Germany plans to ban single-use plastic bags from next year, joining a growing movement to fight global pollution, the environment minister said Friday, September 6th, AFP has reported.
Supermarkets and other retailers will be barred from offering lightweight plastic carrier bags at their checkouts, including those now marketed as being biodegradable, or being made from renewable sources instead of petroleum.
"The vast majority of Germans want this ban," said Environment Minister Svenja Schulze of the centre-left Social Democrats, introducing the initiative that she hopes to soon turn into law.
Breaches of the ban, set to take effect in the first half of next year, would threaten businesses with fines of up to $110,000, according to a report by Bild newspaper.

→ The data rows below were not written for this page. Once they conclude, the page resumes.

#[cfg(feature = "proptest")]
impl<T> Arbitrary for RefineVec<T> where
    T: Arbitrary,
    T::Strategy: 'static,
{
    type Parameters = (proptest::collection::SizeRange, T::Parameters);
    type Strategy = BoxedStrategy<Self>;

    fn arbitrary_with(params: Self::Parameters) -> Self::Strategy {
        let (size_range, params) = params;
        let params = (size_range, (params, ()));

        (Vec::<(T, usize)>::arbitrary_with(params)).prop_map(|vec| {
            // Few labels have many trailing zeros, this gives sets of very different sizes.
            let labeled = vec.into_iter()
                .map(|(value, label)| (value, label.trailing_zeros()))
                .collect();

            Self::from_labeled(labeled)
        }).boxed()
    }
}

/// An iterator over a set in a `RefineVec<T>`.
///
/// This struct is created by the [`set`] method on [`RefineVec<T>`].
/// See its documentation for more.
///
/// [`set`]: struct.RefineVec.html#method.set
/// [`RefineVec<T>`]: struct.RefineVec.html
#[derive(Clone, Debug)]
pub struct Set<'a, T: 'a> {
    refine_vec: &'a RefineVec<T>,
    range: ops::Range<usize>,
}

impl<'a, T> Set<'a, T> {
    #[inline]
    fn item(&self, place: usize) -> (usize, &'a T) {
        let index = self.refine_vec.storage[place];

        (index, &self.refine_vec.data[index])
    }
}

impl<'a, T> Iterator for Set<'a, T> {
    type Item = (usize, &'a T);

    fn next(&mut self) -> Option<(usize, &'a T)> {
        let place = self.range.next()?;

        Some(self.item(place))
    }

    fn size_hint(&self) -> (usize, Option<usize>) {
        self.range.size_hint()
    }
}

impl<'a, T> DoubleEndedIterator for Set<'a, T> {
    fn next_back(&mut self) -> Option<(usize, &'a T)> {
        let place = self.range.next_back()?;

        Some(self.item(place))
    }
}

impl<'a, T> ExactSizeIterator for Set<'a, T> {}

impl<'a, T> FusedIterator for Set<'a, T> {}

/// An iterator over all non-empty sets in a `RefineVec<T>`.
///
/// This struct is created by the [`all_sets`] method on [`RefineVec<T>`].
/// See its documentation for more information.
///
/// [`all_sets`]: struct.RefineVec.html#method.all_sets
/// [`RefineVec<T>`]: struct.RefineVec.html
#[derive(Clone, Debug)]
pub struct AllSets<'a, T: 'a> {
    refine_vec: &'a RefineVec<T>,
    range: ops::Range<usize>,
}

impl<'a, T> Iterator for AllSets<'a, T> {
    type Item = Set<'a, T>;

    fn next(&mut self) -> Option<Set<'a, T>> {
        // We skip the sets that have been emptied by a refinement.
        loop {
            let set = self.range.next()?;

            if self.refine_vec.len_of_set(set) != 0 {
                return Some(self.refine_vec.set(set))
            }
        }
    }
}

impl<'a, T> DoubleEndedIterator for AllSets<'a, T> {
    fn next_back(&mut self) -> Option<Set<'a, T>> {
        loop {
            let set = self.range.next_back()?;

            if self.refine_vec.len_of_set(set) != 0 {
                return Some(self.refine_vec.set(set))
            }
        }
    }
}

impl<'a, T> FusedIterator for AllSets<'a, T> {}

Plastic pollution, especially in waterways and oceans, is a major ecological hazard, as it injures or kills marine and bird life, fouls beaches, and creates giant floating garbage patches in oceans.
This should also cover paper bags, which degrade faster but still use up vast resources and energy in their production, green activists say.

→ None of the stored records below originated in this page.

use std::collections::{BTreeSet, HashSet};

use partition_refinement::{Error, PartitionRefinement, RefineVec};
use proptest::prelude::*;

type Sets = BTreeSet<BTreeSet<u32>>;

fn as_sets(sets: Vec<Vec<u32>>) -> Sets {
    sets.into_iter().map(|set| set.into_iter().collect()).collect()
}

fn sets_of(partition: &PartitionRefinement<u32>) -> Sets {
    as_sets(partition.collect_sets())
}

/// Splits every set of `model` by `query` the slow way.
fn refine_model(model: &Sets, query: &[u32]) -> Sets {
    let query: BTreeSet<u32> = query.iter().cloned().collect();
    let mut refined = Sets::new();

    for set in model {
        let inside: BTreeSet<u32> = set.intersection(&query).cloned().collect();
        let outside: BTreeSet<u32> = set.difference(&query).cloned().collect();
        for part in vec![inside, outside] {
            if !part.is_empty() {
                refined.insert(part);
            }
        }
    }

    refined
}

/// A universe `0 .. n` and a few queries without repeated elements.
fn universe_and_queries() -> impl Strategy<Value = (u32, Vec<Vec<u32>>)> {
    (0u32 .. 40).prop_flat_map(|n| {
        let element = 0 .. u32::max(n, 1);
        let queries = proptest::collection::vec(
            proptest::collection::vec(element, 0 .. 2 * n as usize + 1),
            0 .. 8,
        );

        (Just(n), queries)
    }).prop_map(|(n, queries)| {
        let queries = queries.into_iter()
            .map(|query| {
                let mut seen = HashSet::new();
                query.into_iter().filter(|&x| x < n && seen.insert(x)).collect()
            })
            .collect();

        (n, queries)
    })
}

#[test]
fn refines_the_first_ten_integers() {
    let mut partition: PartitionRefinement<u32> = PartitionRefinement::new(0 .. 10).unwrap();

    partition.refine(&[2, 3, 5, 7]).unwrap();
    assert_eq!(sets_of(&partition), as_sets(vec![vec![2, 3, 5, 7], vec![0, 1, 4, 6, 8, 9]]));

    partition.refine(&[0, 2, 4, 6, 8]).unwrap();
    assert_eq!(
        sets_of(&partition),
        as_sets(vec![vec![2], vec![3, 5, 7], vec![0, 4, 6, 8], vec![1, 9]]),
    );
    assert_eq!(partition.amount_of_sets(), 4);
    assert_eq!(partition.set_count(), 4);
}

#[test]
fn singleton_queries_discretize() {
    let n = 12;
    let mut partition: PartitionRefinement<u32> = PartitionRefinement::new(0 .. n).unwrap();

    for x in 0 .. n {
        partition.refine(&[x]).unwrap();
    }

    let sets = partition.collect_sets();
    assert_eq!(sets.len(), n as usize);
    assert!(sets.iter().all(|set| set.len() == 1));
    assert!((0 .. n).all(|x| partition.is_singleton(&x)));
}

#[test]
fn empty_query_changes_nothing() {
    let mut partition: PartitionRefinement<u32> = PartitionRefinement::new(0 .. 6).unwrap();
    partition.refine(&[1, 2]).unwrap();
    let before = partition.collect_sets();

    let empty: [u32; 0] = [];
    let splits = partition.refine(&empty).unwrap();

    assert!(splits.is_empty());
    assert_eq!(partition.collect_sets(), before);
    assert_eq!(partition.set_count(), 2);
}

#[test]
fn collecting_twice_gives_the_same_sets() {
    let mut partition: PartitionRefinement<u32> = PartitionRefinement::new(0 .. 8).unwrap();
    partition.refine(&[7, 1, 3]).unwrap();

    assert_eq!(partition.collect_sets(), partition.collect_sets());
}

#[test]
fn query_equal_to_a_set_gets_a_new_id() {
    let mut partition: PartitionRefinement<u32> = PartitionRefinement::new(0 .. 4).unwrap();

    let splits = partition.refine(&[3, 1, 0, 2]).unwrap();

    assert_eq!(splits.len(), 1);
    assert_eq!(splits[0].difference, 0);
    assert_eq!(splits[0].intersection, 1);
    assert_eq!(partition.len_of_set(0), 0);
    assert_eq!(partition.len_of_set(1), 4);
    assert_eq!(partition.set_of(&2), Some(1));
    assert_eq!(partition.collect_sets().len(), 1);
}

#[test]
fn unknown_elements_are_rejected_before_moving_anything() {
    let mut partition: PartitionRefinement<u32> = PartitionRefinement::new(0 .. 5).unwrap();
    let storage = partition.as_refine_vec().storage().to_vec();

    assert_eq!(partition.refine(&[1, 2, 9]), Err(Error::UnknownElement { position: 2 }));
    assert_eq!(partition.as_refine_vec().storage(), &storage[..]);
    assert_eq!(partition.set_count(), 1);
    assert_eq!(partition.set_of(&9), None);
    assert!(!partition.contains(&9));

    // The call can be retried without the unknown element.
    partition.refine(&[1, 2]).unwrap();
    assert!(partition.same_set(&1, &2));
    assert!(partition.other_sets(&0, &1));
}

#[test]
fn repeated_query_elements_are_rejected() {
    let mut partition: PartitionRefinement<u32> = PartitionRefinement::new(0 .. 5).unwrap();

    assert_eq!(
        partition.refine(&[4, 0, 4]),
        Err(Error::DuplicateQueryElement { position: 2 }),
    );
    assert_eq!(partition.amount_of_sets(), 1);
    assert_eq!(partition.set_count(), 1);
}

#[test]
fn repeated_universe_elements_are_rejected() {
    let error = PartitionRefinement::new(vec!["a", "b", "c", "b"]).unwrap_err();

    assert_eq!(error, Error::DuplicateElement { first: 1, position: 3 });
    assert_eq!(
        error.to_string(),
        "universe element at position 3 repeats the element at position 1",
    );
}

#[test]
fn instances_count_their_sets_independently() {
    let mut first: PartitionRefinement<u32> = PartitionRefinement::new(0 .. 4).unwrap();
    let mut second: PartitionRefinement<u32> = PartitionRefinement::new(0 .. 4).unwrap();

    first.refine(&[0]).unwrap();
    first.refine(&[1]).unwrap();
    let splits = second.refine(&[2]).unwrap();

    assert_eq!(first.set_count(), 3);
    assert_eq!(splits[0].intersection, 1);
}

proptest! {
    #[test]
    fn refinement_matches_the_model((n, queries) in universe_and_queries()) {
        let mut partition: PartitionRefinement<u32> = PartitionRefinement::new(0 .. n).unwrap();
        let mut model = if n == 0 {
            Sets::new()
        } else {
            as_sets(vec![(0 .. n).collect()])
        };

        for query in &queries {
            let amount_before = partition.amount_of_sets();
            partition.refine(query).unwrap();
            model = refine_model(&model, query);

            let sets = partition.collect_sets();

            // Every element is in exactly one set.
            let mut elements: Vec<u32> = sets.iter().flatten().cloned().collect();
            elements.sort();
            prop_assert_eq!(elements, (0 .. n).collect::<Vec<u32>>());

            // No set straddles the query.
            let query: HashSet<u32> = query.iter().cloned().collect();
            for set in &sets {
                let inside = set.iter().filter(|&&x| query.contains(&x)).count();
                prop_assert!(inside == 0 || inside == set.len());
            }

            prop_assert!(partition.amount_of_sets() >= amount_before);
            prop_assert!(partition.amount_of_sets() <= n as usize);
            prop_assert_eq!(as_sets(sets), model.clone());
        }
    }

    #[test]
    fn failed_refinements_leave_the_partition_alone(
        (n, queries) in universe_and_queries(),
        unknown in 40u32 .. 80,
    ) {
        let mut partition: PartitionRefinement<u32> = PartitionRefinement::new(0 .. n).unwrap();

        for query in &queries {
            let before = partition.clone();
            let mut bad = query.clone();
            bad.push(unknown);

            prop_assert_eq!(
                partition.refine(&bad),
                Err(Error::UnknownElement { position: query.len() }),
            );
            prop_assert_eq!(partition.as_refine_vec(), before.as_refine_vec());
            prop_assert_eq!(partition.set_count(), before.set_count());

            partition.refine(query).unwrap();
        }
    }
}

#[cfg(feature = "proptest")]
mod arbitrary {
    use super::*;

    proptest! {
        #[test]
        fn arbitrary_partitions_refine_correctly(
            mut refine_vec in any::<RefineVec<u8>>(),
            picks in proptest::collection::vec(any::<bool>(), 0 .. 100),
        ) {
            let query: Vec<usize> = (0 .. refine_vec.len())
                .filter(|&index| picks.get(index).cloned().unwrap_or(false))
                .collect();
            let before = refine_vec.clone();

            let splits = refine_vec.refine(&query).unwrap();

            let in_query: HashSet<usize> = query.iter().cloned().collect();
            for first in 0 .. refine_vec.len() {
                for second in 0 .. refine_vec.len() {
                    let same_side = in_query.contains(&first) == in_query.contains(&second);
                    prop_assert_eq!(
                        refine_vec.same_set(first, second),
                        before.same_set(first, second) && same_side,
                    );
                }
            }

            for split in splits {
                prop_assert!(refine_vec.set(split.intersection).all(|(index, _)| in_query.contains(&index)));
                prop_assert!(refine_vec.set(split.difference).all(|(index, _)| !in_query.contains(&index)));
            }
        }
    }
}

The planned ban in 2020 does not cover the very thin tear-off plastic bags commonly found at supermarket fruit and vegetable counters.
The fear is that banning them would lead growers to pre-package fruits and greens in bulk in plastic, which could ultimately lead to more food wastage, the ministry said.
Under Germany's planned law, a six-months transition period would allow retailers to reduce their remaining stocks before the prohibition takes effect.